For an enterprise, providing a sanctioned password manager to every employee requires significant resource, time and cost to ensure that any risks introduced by the software can be mitigated. The argument could be had that having a password manager is far more secure than an employee writing passwords down in a notebook, using the same password for everything, or employing ‘Password123’.

Conversely, it’s generally agreed that using built-in password managers in browsers is not the safest solution. It has been demonstrated that advertisement platforms can retrieve user data using JavaScript to present hidden fields that are then auto-filled by the browser manager. Opera itself was breached, with synchronized passwords being stolen. Neither Google nor Mozilla provide clarity on how your passwords are encrypted within the browser or the cloud. 

The alternative, of course, is a third-party tool – but even these are fallible. In March 2016, LastPass issued a security notice, advising users to avoid using their browser plugins whilst a vulnerability that could allow data to be stolen was fixed. A remote code execution bug was found in LastPass a year later.

It is not alone in having severe vulnerabilities: Dashlane, Keeper, 1Password and many others have also been found to have issues involving bookmarklets, cross-side scripting and cross-site request forgery. Research on the Android versions of nine password manager applications also found vulnerabilities allowing data leakage or access to the master password.

That is not to say that you shouldn’t use a password manager: it is far more secure to use one, with a sufficiently robust master password, than to rely on memory or paper alone.

Nonetheless, another issue arises when the employee does not use the password manager in a secure way. I know one example of a senior executive configuring his laptop so that it remained unlocked providing his phone was within Bluetooth range, and frequently walked away from his desk. Any person passing by would have had access to his password manager.

An employee could decide to make use of the cloud functionality to store their passwords.
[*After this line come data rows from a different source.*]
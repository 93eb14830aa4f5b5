//! Shared types for VertexDB's storage and execution substrate.
//!
//! This crate defines the foundational types used throughout the system:
//! - [`error::Error`]: the unified error taxonomy (§7 of the design doc)
//! - [`ids`]: page, node-offset, transaction, and table identifiers
//! - [`value`]: the scalar value type shared by the order-by encoder and
//!   the aggregate hash table
//! - [`config`]: page size and other compile-time/runtime tunables

#![warn(missing_docs)]

pub mod config;
pub mod error;
pub mod ids;
pub mod structure_id;
pub mod value;

pub use error::{Error, Result};
pub use structure_id::StorageStructureId;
Should they become a ‘disgruntled employee’ (and it does happen) then they would still have access to all of their usernames and passwords via the application, either in a web browser or installed on another computer. Incredibly, a survey in 2014 found that 89% of 400 employees still had access to a previous employer’s accounts.

Put simply, password managers are only ever as good as the enterprise security policy and the master password used to encrypt the database. They are not a universal panacea and must complement existing policies.
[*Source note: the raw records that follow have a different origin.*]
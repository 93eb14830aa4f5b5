//! # VertexDB
//!
//! The storage and execution substrate of a property-graph database
//! engine: buffer-managed paged storage with a write-ahead log and
//! checkpoint/recovery, a transactional update path for variable-length
//! lists (adjacency lists and unstructured-property lists), and the
//! query execution primitives that depend on tight memory layout — a
//! hash-aggregation table, a radix-sort key encoder with multi-thread
//! merge, and the factorized tuple table both draw on.
//!
//! This crate does not implement a query language. The Cypher parser,
//! logical planner, CLI, CSV bulk loader, and catalog persistence
//! format are external collaborators (spec.md §1); [`Database`] and
//! [`Connection`] wire together everything below that boundary —
//! buffer manager, catalog (a thin file-path resolver standing in for
//! the real one), and transaction manager — and the subsystem crates
//! are reusable directly by a caller that owns its own operator
//! pipeline.
//!
//! # Quick Start
//!
//! ```no_run
//! use std::sync::Arc;
//! use vertexdb::{Connection, Database};
//!
//! fn main() -> vertexdb_core::Result<()> {
//!     let db = Arc::new(Database::open("./my-graph")?);
//!     let conn = Connection::new(db);
//!
//!     let txn = conn.begin_write_transaction()?;
//!     // ... register DiskArray/Lists participants, perform updates ...
//!     txn.commit()?;
//!
//!     let read_txn = conn.begin_read_only_transaction();
//!     // ... read committed state ...
//!     read_txn.finish();
//!     Ok(())
//! }
//! ```
//!
//! # Workspace Layout
//!
//! | Crate | Responsibility |
//! |---|---|
//! | [`vertexdb_core`] | shared error taxonomy, ids, scalar `Value`, page-size config |
//! | [`vertexdb_storage`] | `PageState`, `BufferManager`/`FileHandle`, `DiskArray`, lists storage, local update store |
//! | [`vertexdb_durability`] | write-ahead log, checkpoint/recovery replayer |
//! | [`vertexdb_concurrency`] | transaction handles, the serial-writer transaction manager |
//! | [`vertexdb_execution`] | factorized table, order-by key encoder, radix sort + key-block merger, aggregate hash table |
//! | `vertexdb` (this crate) | `Database`/`Connection` facade, file-path catalog stub |

#![warn(missing_docs)]

pub mod catalog;
pub mod connection;
pub mod database;
pub mod query;

pub use catalog::Catalog;
pub use connection::Connection;
pub use database::Database;
pub use query::{LogicalPlan, PreparedStatement, QueryParameters, QueryResult};

// Re-export the subsystem crates so a caller that wants the primitives
// directly (bypassing the `Connection::query`/`execute` stubs) doesn't
// need to add every workspace crate as its own dependency.
pub use vertexdb_concurrency as concurrency;
pub use vertexdb_core as core;
pub use vertexdb_durability as durability;
pub use vertexdb_execution as execution;
pub use vertexdb_storage as storage;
"Password managers are only ever as good as the enterprise security policy and the master password used to encrypt the database"
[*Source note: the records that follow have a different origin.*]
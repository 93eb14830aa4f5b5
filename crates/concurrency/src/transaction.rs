//! Transaction handles returned by [`crate::manager::TransactionManager`].

use std::sync::Arc;

use parking_lot::Mutex;
use tracing::warn;

use vertexdb_core::ids::TransactionId;
use vertexdb_core::Result;
use vertexdb_durability::ReplayTarget;

use crate::manager::TransactionManager;
use crate::participant::Participant;

/// A read-only transaction: observes committed state only, never
/// takes the write lock, and never traverses a concurrent writer's
/// uncommitted pages (spec.md §5).
///
/// Held open for as long as the caller needs a stable read snapshot;
/// dropping it (or calling [`ReadOnlyTransaction::finish`] explicitly)
/// unblocks any commit that started while this transaction was open
/// and is waiting to checkpoint.
pub struct ReadOnlyTransaction<T: ReplayTarget + Send + Sync> {
    manager: Arc<TransactionManager<T>>,
    id: TransactionId,
    finished: bool,
}

impl<T: ReplayTarget + Send + Sync> ReadOnlyTransaction<T> {
    pub(crate) fn new(manager: Arc<TransactionManager<T>>, id: TransactionId) -> Self {
        ReadOnlyTransaction {
            manager,
            id,
            finished: false,
        }
    }

    /// This transaction's id.
    pub fn id(&self) -> TransactionId {
        self.id
    }

    /// Ends the transaction. Equivalent to dropping it; provided so
    /// callers can end it explicitly without waiting for scope exit.
    pub fn finish(mut self) {
        self.finish_inner();
    }

    fn finish_inner(&mut self) {
        if !self.finished {
            self.finished = true;
            self.manager.end_read_only(self.id);
        }
    }
}

impl<T: ReplayTarget + Send + Sync> Drop for ReadOnlyTransaction<T> {
    fn drop(&mut self) {
        self.finish_inner();
    }
}

/// A write transaction: holds the single write lock for its lifetime.
/// Callers register every [`Participant`] (a `DiskArray` column or a
/// `Lists` structure) they intend to touch before writing to it, then
/// call [`WriteTransaction::commit`] or [`WriteTransaction::rollback`]
/// exactly once.
pub struct WriteTransaction<T: ReplayTarget + Send + Sync> {
    manager: Arc<TransactionManager<T>>,
    id: TransactionId,
    participants: Mutex<Vec<Arc<dyn Participant>>>,
    finished: bool,
}

impl<T: ReplayTarget + Send + Sync> WriteTransaction<T> {
    pub(crate) fn new(manager: Arc<TransactionManager<T>>, id: TransactionId) -> Self {
        WriteTransaction {
            manager,
            id,
            participants: Mutex::new(Vec::new()),
            finished: false,
        }
    }

    /// This transaction's id.
    pub fn id(&self) -> TransactionId {
        self.id
    }

    /// Registers a storage structure this transaction will write to,
    /// opening its shadow header immediately.
    pub fn register(&self, participant: Arc<dyn Participant>) {
        participant.begin_write();
        self.participants.lock().push(participant);
    }

    pub(crate) fn participants(&self) -> Vec<Arc<dyn Participant>> {
        self.participants.lock().clone()
    }

    /// Commits: stages every registered participant, writes the WAL
    /// commit record, waits out pre-commit readers, checkpoints, and
    /// releases the write lock. On any failure the transaction is
    /// rolled back instead and the error is returned.
    pub fn commit(mut self) -> Result<()> {
        self.finished = true;
        self.manager.commit(&self)
    }

    /// Discards every registered participant's uncommitted state and
    /// releases the write lock without writing anything to the WAL.
    pub fn rollback(mut self) {
        self.finished = true;
        self.manager.rollback(&self);
    }
}

impl<T: ReplayTarget + Send + Sync> Drop for WriteTransaction<T> {
    fn drop(&mut self) {
        if !self.finished {
            warn!(txn = %self.id, "write transaction dropped without commit/rollback, rolling back");
            self.manager.rollback(self);
        }
    }
}
impl Lists {
    /// Assembles a `Lists` structure from its three already-open
    /// pieces.
    pub fn new(
        structure: StorageStructureId,
        element_size: usize,
        promotion_threshold: u32,
        headers: ListsHeaders,
        metadata: ListsMetadata,
        data_file: Arc<FileHandle>,
        buffer_manager: Arc<BufferManager>,
        sink: Option<Arc<dyn PageSink>>,
    ) -> Self {
        Lists {
            structure,
            element_size,
            promotion_threshold,
            headers,
            metadata,
            data_file,
            buffer_manager,
            sink,
        }
    }

    fn chunk_id(&self, node_offset: u64) -> u64 {
        node_offset / LISTS_CHUNK_SIZE
    }

    /// Reads the full list content for `node_offset` as a byte blob,
    /// under `view`.
    pub fn read_list(&self, node_offset: u64, view: TxnView) -> Result<Vec<u8>> {
        if node_offset >= self.headers.len(view) {
            return Ok(Vec::new());
        }
        let header = self.headers.get(node_offset, view)?;
        if header.is_large() {
            let id = header.large_list_id();
            let len = self.metadata.large_list_length.get(id as u64, view)? as usize;
            let pages = self.metadata.pages_for_large_list(id, view)?;
            self.read_bytes(&pages, 0, len * self.element_size)
        } else {
            let (offset, length) = header.small_parts();
            let pages = self
                .metadata
                .pages_for_chunk(self.chunk_id(node_offset), view)?;
            self.read_bytes(
                &pages,
                offset as usize * self.element_size,
                length as usize * self.element_size,
            )
        }
    }

    fn read_bytes(&self, pages: &[PageIdx], byte_offset: usize, byte_len: usize) -> Result<Vec<u8>> {
        let page_size = self.buffer_manager.page_size();
        let mut out = vec![0u8; byte_len];
        let mut remaining = byte_len;
        let mut cur = byte_offset;
        let mut pos = 0usize;
        while remaining > 0 {
            let page_slot = cur / page_size;
            let in_page = cur % page_size;
            let logical = *pages
                .get(page_slot)
                .ok_or_else(|| Error::internal("list byte range exceeds allocated pages"))?;
            let take = remaining.min(page_size - in_page);
            let frame = self
                .buffer_manager
                .pin(&self.data_file, logical, PinPolicy::ReadPage)?;
            {
                let data = self.buffer_manager.frame_data(frame);
                out[pos..pos + take].copy_from_slice(&data[in_page..in_page + take]);
            }
            self.buffer_manager.unpin(&self.data_file, logical);
            cur += take;
            pos += take;
            remaining -= take;
        }
        Ok(out)
    }

    /// Writes `bytes` into `pages` starting at `byte_offset`,
    /// registering each touched page with the WAL sink.
    pub fn write_bytes(
        &self,
        pages: &[PageIdx],
        byte_offset: usize,
        bytes: &[u8],
        is_insert: bool,
    ) -> Result<()> {
        let page_size = self.buffer_manager.page_size();
        let mut remaining = bytes.len();
        let mut cur = byte_offset;
        let mut pos = 0usize;
        while remaining > 0 {
            let page_slot = cur / page_size;
            let in_page = cur % page_size;
            let logical = *pages
                .get(page_slot)
                .ok_or_else(|| Error::internal("list byte range exceeds allocated pages"))?;
            let take = remaining.min(page_size - in_page);
            let frame = self
                .buffer_manager
                .pin(&self.data_file, logical, PinPolicy::ReadPage)?;
            {
                let mut data = self.buffer_manager.frame_data_mut(frame);
                data[in_page..in_page + take].copy_from_slice(&bytes[pos..pos + take]);
            }
            self.buffer_manager.unpin(&self.data_file, logical);
            if let Some(sink) = &self.sink {
                sink.register_dirty_page(self.structure, &self.data_file, logical, is_insert)?;
            }
            cur += take;
            pos += take;
            remaining -= take;
        }
        Ok(())
    }

    /// The data file backing this list structure's pages.
    pub fn data_file(&self) -> &Arc<FileHandle> {
        &self.data_file
    }

    /// Page size of the buffer pool this structure reads/writes
    /// through.
    pub fn page_size(&self) -> usize {
        self.buffer_manager.page_size()
    }

    /// Begins the write transaction for the headers array and the
    /// metadata arrays together.
    pub fn begin_write(&self) {
        self.headers.begin_write();
        self.metadata.begin_write();
    }

    /// Materializes header-array overlays into shared buffer-pool
    /// frames and registers them with the WAL sink. Must run after
    /// [`ListsUpdateIterator::commit_all`](crate::lists_update_iterator::ListsUpdateIterator::commit_all)
    /// and before the WAL snapshots dirty pages for the commit record.
    pub fn stage_for_commit(&self) -> Result<()> {
        self.headers.stage_for_commit()?;
        self.metadata.stage_for_commit()
    }

    /// Reconciles headers and metadata in-memory headers after WAL
    /// replay has durably applied this transaction's staged pages.
    pub fn checkpoint_in_memory_if_necessary(&self) {
        self.headers.checkpoint_in_memory_if_necessary();
        self.metadata.checkpoint_in_memory_if_necessary();
    }

    /// Discards this transaction's shadow headers for both headers
    /// and metadata arrays.
    pub fn rollback_in_memory_if_necessary(&self) {
        self.headers.rollback_in_memory_if_necessary();
        self.metadata.rollback_in_memory_if_necessary();
    }
}

#[cfg(test)]
mod tests {
    use super::*;

    #[test]
    fn header_small_round_trips() {
        let h = ListHeader::small(1000, 42);
        assert!(!h.is_large());
        assert_eq!(h.small_parts(), (1000, 42));
    }

    #[test]
    fn header_large_round_trips() {
        let h = ListHeader::large(777);
        assert!(h.is_large());
        assert_eq!(h.large_list_id(), 777);
    }

    #[test]
    fn page_list_group_encode_decode() {
        let g = PageListGroup {
            pages: [1, 2, PageIdx::MAX],
            next: 9,
        };
        let mut buf = [0u8; 16];
        g.encode(&mut buf);
        let back = PageListGroup::decode(&buf);
        assert_eq!(back.pages, g.pages);
        assert_eq!(back.next, g.next);
    }
}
I would still recommend using a password manager, both personally and at the enterprise level. However, organizations need to be particularly wary of the pitfalls inherent in these, and apply appropriate risk mitigation.

Desktop-based applications should be preferred over web-based applications in order to mitigate code injection attacks. Policies must be enforced to prevent storage of password data in the cloud, and where possible, firewall rules implemented to prevent the application accessing the internet.

The application should be locked down (if possible) to prevent export of data. Password complexity should also be enforced: I would recommend at least 12 characters that include alphanumerics and symbols, with the master passphrase being at least 15 characters in length. If you have the option to implement two-factor authentication on critical systems, use it. Finally, employee exit policies that disable user access immediately on employment termination must be implemented.